Survival Guide & Packing Tips For Family Festivals
by Grainne Jordan
Sun hats and sun cream? Check. Ear defenders? Check. A carload of snacks? Check. Enough wet-wipes to give a small army a bed bath? Check.
You might feel you’ve earned your festival stripes in your child-free youth, so you only have to tweak the packing list for the kids. Or perhaps you’re a festival rookie. Either way, in matters where prep matters so much, at KIDLY we think there’s always room for more advice. We asked some die-hard festival-loving parents for some planning and packing tips for taking kids to a family festival this summer:
1. Lower Your Expectations
“By all means go, but if it’s your first family festival, lower your expectations, quite considerably, or you're in for a let-down”. So speaks my mate Mags, a proper rock chick and festival guru. Her first family festival experience was Glastonbury, several years ago, when her eldest was a mere 9-month-old. The Arctic Monkeys, The Killers, Kasabian, Shirley Bassey, Bjork and The Who were all playing. Who did she actually manage to see? Kings of the 'rockney’ singalong, Chas & Dave. (Not familiar? Google them. Arctic Monkeys they ain’t.) “It was still worth it,” she says, “but very quickly I had to face up to the fact that 10 hour sessions in the dance tent were a thing of the past.”

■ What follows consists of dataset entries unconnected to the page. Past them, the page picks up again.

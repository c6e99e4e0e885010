//! Unified error handling for icplookup.
//!
//! A `thiserror`-based model with:
//!   * Typed variants for the failure domains the pipeline can hit
//!   * A categorization layer (`ErrorCategory`) for diagnostics
//!   * Helper constructors
//!   * `From` conversions for common lower-level errors
//!
//! The retry driver treats every navigation / extraction error as
//! recoverable; input-source errors are fatal and terminate the process
//! before any lookup is issued.

use std::io;

use thiserror::Error;

/// High-level classification used in diagnostics.
#[derive(Debug, Clone, Copy, PartialEq, Eq)]
pub enum ErrorCategory {
    Input,
    Network,
    Extraction,
    Internal,
}

impl std::fmt::Display for ErrorCategory {
    fn fmt(&self, f: &mut std::fmt::Formatter<'_>) -> std::fmt::Result {
        let s = match self {
            ErrorCategory::Input => "input",
            ErrorCategory::Network => "network",
            ErrorCategory::Extraction => "extraction",
            ErrorCategory::Internal => "internal",
        };
        f.write_str(s)
    }
}

/// Primary application error type.
#[derive(Error, Debug)]
pub enum IcpLookupError {
    // ------------------------ Input / Validation ----------------------------
    #[error("Failed to read domain list file '{path}': {source}")]
    ListFile {
        path: String,
        #[source]
        source: io::Error,
    },

    #[error("Failed to read domains from standard input: {source}")]
    StdinRead {
        #[source]
        source: io::Error,
    },

    #[error("Configuration error: {message}")]
    Configuration { message: String },

    // ----------------------------- Network ----------------------------------
    #[error("Failed to launch browser: {source}")]
    BrowserLaunch {
        #[source]
        source: Box<dyn std::error::Error + Send + Sync>,
    },

    #[error("Navigation error during {operation} for '{url}': {source}")]
    Navigation {
        operation: String,
        url: String,
        #[source]
        source: Box<dyn std::error::Error + Send + Sync>,
    },

    // ---------------------------- Extraction --------------------------------
    #[error("No /home/info link found in query page markup for '{domain}'")]
    LinkNotFound { domain: String },

    #[error("Detail page element '{selector}' not found")]
    MissingField { selector: String },

    #[error("Extracted href '{href}' does not resolve to a valid URL: {source}")]
    InvalidDetailUrl {
        href: String,
        #[source]
        source: url::ParseError,
    },

    // ---------------------------- Internal ----------------------------------
    #[error("Failed to serialize result: {source}")]
    Serialize {
        #[source]
        source: serde_json::Error,
    },

    #[error("Internal error: {message}")]
    Internal { message: String },
}

impl IcpLookupError {
    /// Categorize the error for diagnostics.
    pub fn category(&self) -> ErrorCategory {
        use IcpLookupError::*;
        match self {
            ListFile { .. } | StdinRead { .. } | Configuration { .. } => ErrorCategory::Input,

            BrowserLaunch { .. } | Navigation { .. } => ErrorCategory::Network,

            LinkNotFound { .. } | MissingField { .. } | InvalidDetailUrl { .. } => {
                ErrorCategory::Extraction
            }

            Serialize { .. } | Internal { .. } => ErrorCategory::Internal,
        }
    }

    /// Recoverable errors drive the retry loop; fatal ones abort the run.
    pub fn is_recoverable(&self) -> bool {
        !matches!(self.category(), ErrorCategory::Input)
    }

    // ---------------------------- Constructors -----------------------------

    pub fn list_file(path: impl Into<String>, source: io::Error) -> Self {
        Self::ListFile {
            path: path.into(),
            source,
        }
    }

    pub fn configuration(message: impl Into<String>) -> Self {
        Self::Configuration {
            message: message.into(),
        }
    }

    pub fn browser_launch(source: impl Into<Box<dyn std::error::Error + Send + Sync>>) -> Self {
        Self::BrowserLaunch {
            source: source.into(),
        }
    }

    pub fn navigation(
        operation: impl Into<String>,
        url: impl Into<String>,
        source: impl Into<Box<dyn std::error::Error + Send + Sync>>,
    ) -> Self {
        Self::Navigation {
            operation: operation.into(),
            url: url.into(),
            source: source.into(),
        }
    }

    pub fn link_not_found(domain: impl Into<String>) -> Self {
        Self::LinkNotFound {
            domain: domain.into(),
        }
    }

    pub fn missing_field(selector: impl Into<String>) -> Self {
        Self::MissingField {
            selector: selector.into(),
        }
    }

    pub fn invalid_detail_url(href: impl Into<String>, source: url::ParseError) -> Self {
        Self::InvalidDetailUrl {
            href: href.into(),
            source,
        }
    }

    pub fn internal(message: impl Into<String>) -> Self {
        Self::Internal {
            message: message.into(),
        }
    }
}

/// Public result alias.
pub type Result<T> = std::result::Result<T, IcpLookupError>;

impl From<serde_json::Error> for IcpLookupError {
    fn from(e: serde_json::Error) -> Self {
        IcpLookupError::Serialize { source: e }
    }
}
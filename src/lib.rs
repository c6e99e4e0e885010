//! icplookup library.
//!
//! Queries the public ICP filing pages at icp.chinaz.com for one or more
//! domains by driving a headless Chromium instance: the query page for a
//! domain links to a detail page via an `href="/home/info..."` pattern, and
//! six labeled fields are scraped from that detail page. Lookups run
//! strictly sequentially with a bounded per-domain retry loop.
//!
//! # Example
//!
//! ```rust,no_run
//! use icplookup::browser::BrowserSession;
//! use icplookup::config::Config;
//! use icplookup::lookup::lookup_with_retry;
//!
//! # async fn run() -> icplookup::Result<()> {
//! let config = Config::default();
//! let session = BrowserSession::launch(&config.browser).await?;
//! let record = lookup_with_retry(&session, "example.com", &config.lookup).await?;
//! println!("{}", record.license);
//! session.shutdown().await?;
//! # Ok(())
//! # }
//! ```

pub mod browser;
pub mod cli;
pub mod config;
pub mod errors;
pub mod extract;
pub mod input;
pub mod lookup;
pub mod output;
pub mod scrape;

// Re-export commonly used types for convenience
pub use config::Config;
pub use errors::{ErrorCategory, IcpLookupError, Result};
pub use extract::{find_detail_href, resolve_detail_url};
pub use lookup::lookup_with_retry;
pub use output::{FilingRecord, OutputMode};

// Version information
pub const VERSION: &str = env!("CARGO_PKG_VERSION");
pub const NAME: &str = env!("CARGO_PKG_NAME");
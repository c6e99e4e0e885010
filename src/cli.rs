use std::path::PathBuf;

use clap::Parser;

/// Command-line interface definition.
///
/// Input precedence when several sources are supplied:
/// explicit target > list file > piped standard input.
#[derive(Parser, Debug, Clone)]
#[command(
    author,
    version,
    about = "Look up ICP filing records for domains via the chinaz.com public query pages"
)]
pub struct Cli {
    /// Single target domain (e.g. example.com)
    #[arg(short = 't', long = "target", value_name = "DOMAIN")]
    pub target: Option<String>,

    /// File containing a newline-delimited domain list
    #[arg(short = 'l', long = "list", value_name = "FILE")]
    pub list: Option<PathBuf>,

    /// Emit each result as a single-line JSON object instead of labeled text
    #[arg(long)]
    pub json: bool,

    /// Lookup attempts per domain
    #[arg(short = 'r', long = "retries", value_name = "N", default_value_t = 3)]
    pub retries: u32,

    /// Verbose diagnostic tracing on stderr
    #[arg(long)]
    pub debug: bool,
}

impl Cli {
    /// Parse CLI arguments from process args.
    pub fn from_args() -> Self {
        Self::parse()
    }

    /// Is debug tracing enabled?
    pub fn is_debug(&self) -> bool {
        self.debug
    }
}
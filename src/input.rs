//! Domain list collection.
//!
//! Resolves the set of domains to look up from one of three sources, in
//! strict precedence order: explicit `--target` flag, `--list` file, piped
//! standard input. File and stream sources yield one domain per non-empty
//! line. Source errors here are fatal; nothing has been looked up yet.

use std::fs::File;
use std::io::{self, BufRead, BufReader, Read};
use std::path::Path;

use crate::cli::Cli;
use crate::errors::{IcpLookupError, Result};

/// Collect the ordered domain list for this run.
///
/// Returns an empty vector when no source was provided at all (the caller
/// prints usage and exits) and an error when a provided source cannot be
/// read.
pub fn collect_domains(cli: &Cli) -> Result<Vec<String>> {
    if let Some(ref target) = cli.target {
        let trimmed = target.trim();
        if trimmed.is_empty() {
            return Ok(Vec::new());
        }
        return Ok(vec![trimmed.to_string()]);
    }

    if let Some(ref path) = cli.list {
        return domains_from_file(path);
    }

    // Only consume stdin when something is actually piped in; an attached
    // terminal means no input source was provided.
    if !atty::is(atty::Stream::Stdin) {
        return domains_from_reader(io::stdin().lock())
            .map_err(|e| IcpLookupError::StdinRead { source: e });
    }

    Ok(Vec::new())
}

fn domains_from_file(path: &Path) -> Result<Vec<String>> {
    let file = File::open(path)
        .map_err(|e| IcpLookupError::list_file(path.to_string_lossy(), e))?;
    domains_from_reader(BufReader::new(file))
        .map_err(|e| IcpLookupError::list_file(path.to_string_lossy(), e))
}

fn domains_from_reader<R: Read>(reader: R) -> io::Result<Vec<String>> {
    let mut domains = Vec::new();
    for line in BufReader::new(reader).lines() {
        let line = line?;
        let trimmed = line.trim();
        if !trimmed.is_empty() {
            domains.push(trimmed.to_string());
        }
    }
    Ok(domains)
}
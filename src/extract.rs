//! Link extraction and field normalization.
//!
//! The query page for a registered domain contains a relative link to its
//! detail page, `href="/home/info?host=..."`. That markup is an implicit,
//! versionless contract with the upstream site: when it changes, extraction
//! must fail loudly with `LinkNotFound` rather than misbehave silently.

use once_cell::sync::Lazy;
use regex::Regex;
use url::Url;

use crate::errors::{IcpLookupError, Result};

/// First `href` beginning with `/home/info` anywhere in the markup.
static DETAIL_HREF_RE: Lazy<Regex> =
    Lazy::new(|| Regex::new(r#"href="(/home/info[^"]+)""#).unwrap());

/// Selectors of the six fields on the detail page, in output order.
pub const FIELD_SELECTORS: [&str; 6] = [
    "td#license",
    "td#verifyTime",
    "td#comName",
    "td#typ",
    "td#permit",
    "td#host",
];

/// Find the relative detail-page link in rendered query-page markup.
pub fn find_detail_href(html: &str) -> Option<&str> {
    DETAIL_HREF_RE
        .captures(html)
        .and_then(|caps| caps.get(1))
        .map(|m| m.as_str())
}

/// Resolve a captured relative href against the query base URL.
pub fn resolve_detail_url(base: &str, href: &str) -> Result<Url> {
    let base = Url::parse(base).map_err(|e| IcpLookupError::invalid_detail_url(base, e))?;
    base.join(href)
        .map_err(|e| IcpLookupError::invalid_detail_url(href, e))
}

/// Raw text scraped from the six detail-page fields, pre-trim.
#[derive(Debug, Clone, Default)]
pub struct RawFields {
    pub license: String,
    pub verify_time: String,
    pub com_name: String,
    pub typ: String,
    pub permit: String,
    pub host: String,
}

impl RawFields {
    /// Whitespace-trim every field in place.
    pub fn trimmed(self) -> Self {
        Self {
            license: self.license.trim().to_string(),
            verify_time: self.verify_time.trim().to_string(),
            com_name: self.com_name.trim().to_string(),
            typ: self.typ.trim().to_string(),
            permit: self.permit.trim().to_string(),
            host: self.host.trim().to_string(),
        }
    }
}

#[cfg(test)]
mod tests {
    use super::*;

    #[test]
    fn finds_first_detail_href() {
        let html = r#"<html><body>
            <a href="/about">about</a>
            <a href="/home/info?host=ZXhhbXBsZS5jb20=">detail</a>
            <a href="/home/info?host=b3RoZXI=">other</a>
        </body></html>"#;
        assert_eq!(
            find_detail_href(html),
            Some("/home/info?host=ZXhhbXBsZS5jb20=")
        );
    }

    #[test]
    fn no_match_on_unrelated_markup() {
        let html = r#"<html><a href="/search?q=x">x</a><p>/home/info</p></html>"#;
        assert_eq!(find_detail_href(html), None);
    }

    #[test]
    fn no_match_on_empty_markup() {
        assert_eq!(find_detail_href(""), None);
    }

    #[test]
    fn resolves_relative_href_against_base() {
        let url = resolve_detail_url(
            "https://icp.chinaz.com",
            "/home/info?host=ZXhhbXBsZS5jb20=",
        )
        .unwrap();
        assert_eq!(
            url.as_str(),
            "https://icp.chinaz.com/home/info?host=ZXhhbXBsZS5jb20="
        );
    }

    #[test]
    fn invalid_base_is_an_extraction_error() {
        let err = resolve_detail_url("not a url", "/home/info?host=x").unwrap_err();
        assert!(err.is_recoverable());
    }

    #[test]
    fn trims_whitespace_including_cjk_content() {
        let fields = RawFields {
            com_name: "  北京某某公司  ".to_string(),
            license: "\n京ICP备00000000号-1\t".to_string(),
            ..Default::default()
        };
        let trimmed = fields.trimmed();
        assert_eq!(trimmed.com_name, "北京某某公司");
        assert_eq!(trimmed.license, "京ICP备00000000号-1");
        assert_eq!(trimmed.host, "");
    }
}
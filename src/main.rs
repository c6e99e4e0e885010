mod browser;
mod cli;
mod config;
mod errors;
mod extract;
mod input;
mod lookup;
mod output;
mod scrape;

use std::process::ExitCode;

use browser::BrowserSession;
use cli::Cli;
use config::Config;
use input::collect_domains;
use lookup::lookup_with_retry;
use output::OutputMode;

#[tokio::main]
async fn main() -> ExitCode {
    let cli = Cli::from_args();

    let mut config = Config::from_env();
    config.merge_with_cli(&cli);
    if let Err(e) = config.validate() {
        eprintln!("{e}");
        return ExitCode::FAILURE;
    }

    let domains = match collect_domains(&cli) {
        Ok(domains) => domains,
        Err(e) => {
            eprintln!("{e}");
            return ExitCode::FAILURE;
        }
    };

    if domains.is_empty() {
        eprintln!("Usage: icplookup [-t <target.xyz>] [-l <lists.txt>]");
        eprintln!("Run 'icplookup --help' for all options.");
        return ExitCode::FAILURE;
    }

    let mode = if config.output.json {
        OutputMode::Json
    } else {
        OutputMode::Text
    };

    let session = match BrowserSession::launch(&config.browser).await {
        Ok(session) => session,
        Err(e) => {
            eprintln!("{e}");
            return ExitCode::FAILURE;
        }
    };

    for domain in &domains {
        match lookup_with_retry(&session, domain, &config.lookup).await {
            Ok(record) => match record.render(mode) {
                Ok(rendered) => println!("{rendered}"),
                Err(e) => eprintln!("Failed to render result for '{domain}': {e}"),
            },
            Err(e) => {
                // Exhausted retries: log and move on to the next domain.
                eprintln!("Lookup failed for '{domain}' after {} attempts: {e}", config.lookup.retries);
            }
        }
    }

    if let Err(e) = session.shutdown().await {
        if config.lookup.debug {
            eprintln!("Browser shutdown: {e}");
        }
    }

    // The run completed; per-domain failures were already reported.
    ExitCode::SUCCESS
}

2. Go With Other Families & Tag Team Childcare
That way, you can share the joy and, more importantly, the chores. Like taking it in turns to mind the kids while the mums / dads / each couple has a ‘night out’. Another pal of mine, Kate, has been taking her two boys to End Of The Road in Dorset since they were weeny. She says some of her best festival experiences ever involve watching some wonderful music, a pint of beer in hand, totally by herself or chatting with friendly strangers: “It’s actually a really brilliant way to totally escape from your family responsibilities," she reckons, "even for just half an hour.”
3. Pack For The Arctic
Whatever the forecast, unless you’re going to Coachella (in which case, I am no longer your friend) if you’re festivaling in the UK, the nights will NOT be hot. The very last thing you need is cold kids = misery for all. Get those warm layers and those waterproofs sorted.
4. Dress Up & Get Into Character
People dress funny at festivals for a reason and kids will leap at the opportunity to put on face paint and fancy dress at breakfast. Why not join in with them? Find your alter ego - maybe you can do a bit of twinning as mummy & son mermaids or daddy & daughter dinosaurs? A little bit of well-placed dress-up can take your mind off the dirty necks and muddy knees!
5. Eat & Drink THOUGHTFULLY
Eating little and often and staying hydrated will go a long way to keeping moods and energy up. By the same token, don’t let kids get crazed on high sugar snacks too late in the day. We know festival food can be pricey, so get armed with masses of dried fruit and energy bars, that are easy to pack and fairly lightweight. Sturdy lunch or snack boxes or bags that you can rinse out and refill to take with you while you explore will be well worth the investment, as are refillable water bottles.
While we’re talking food and drink, a word about festival loos. That word is: EUUURRRCHH. Even at the most family-friendly, you'll want to keep visits to a minimum. A travel potty will be super handy, even for potty trained kids. Ditto, disposable biodegradable doggy-doo bags to put soiled wipes (or pants) into. Or consider potty training pants for the few days you’re away, so any accidents aren’t such a crisis.
6. Buy Or Hire A Camping Wagon
About £100 and up will get you a decent camping wagon to tote your kit but, most importantly, to tote your kids. Small people don’t want to walk for an hour to catch a particularly trendy band. (Lots of adults don’t want to either.) So do a bit of research and, once your camp is set up, you can pimp your wagon with cushions and blankets and use it as a travelling bed for smaller kids so you can catch evening sets. (This is where those ear defenders are a must.)
My mate Lucy goes all out and puts fairy lights on her wagon. (To be fair, Lucy’s a fairy light addict: she’d drape a string of them on anyone who stood still near her for long enough.) "Spending an extra £100 might seem splashy, but a decent wagon will earn its keep a thousandfold once you’re home," she points out. "You'll use it for shopping, gardening, picnics and the beach, so it’s a worthwhile investment." At some festivals you can hire pretty swanky ones once you're there. Alternatively (or additionally), good quality baby or child carriers feature lots of clever design touches for the passenger's comfort as well as the wearer's.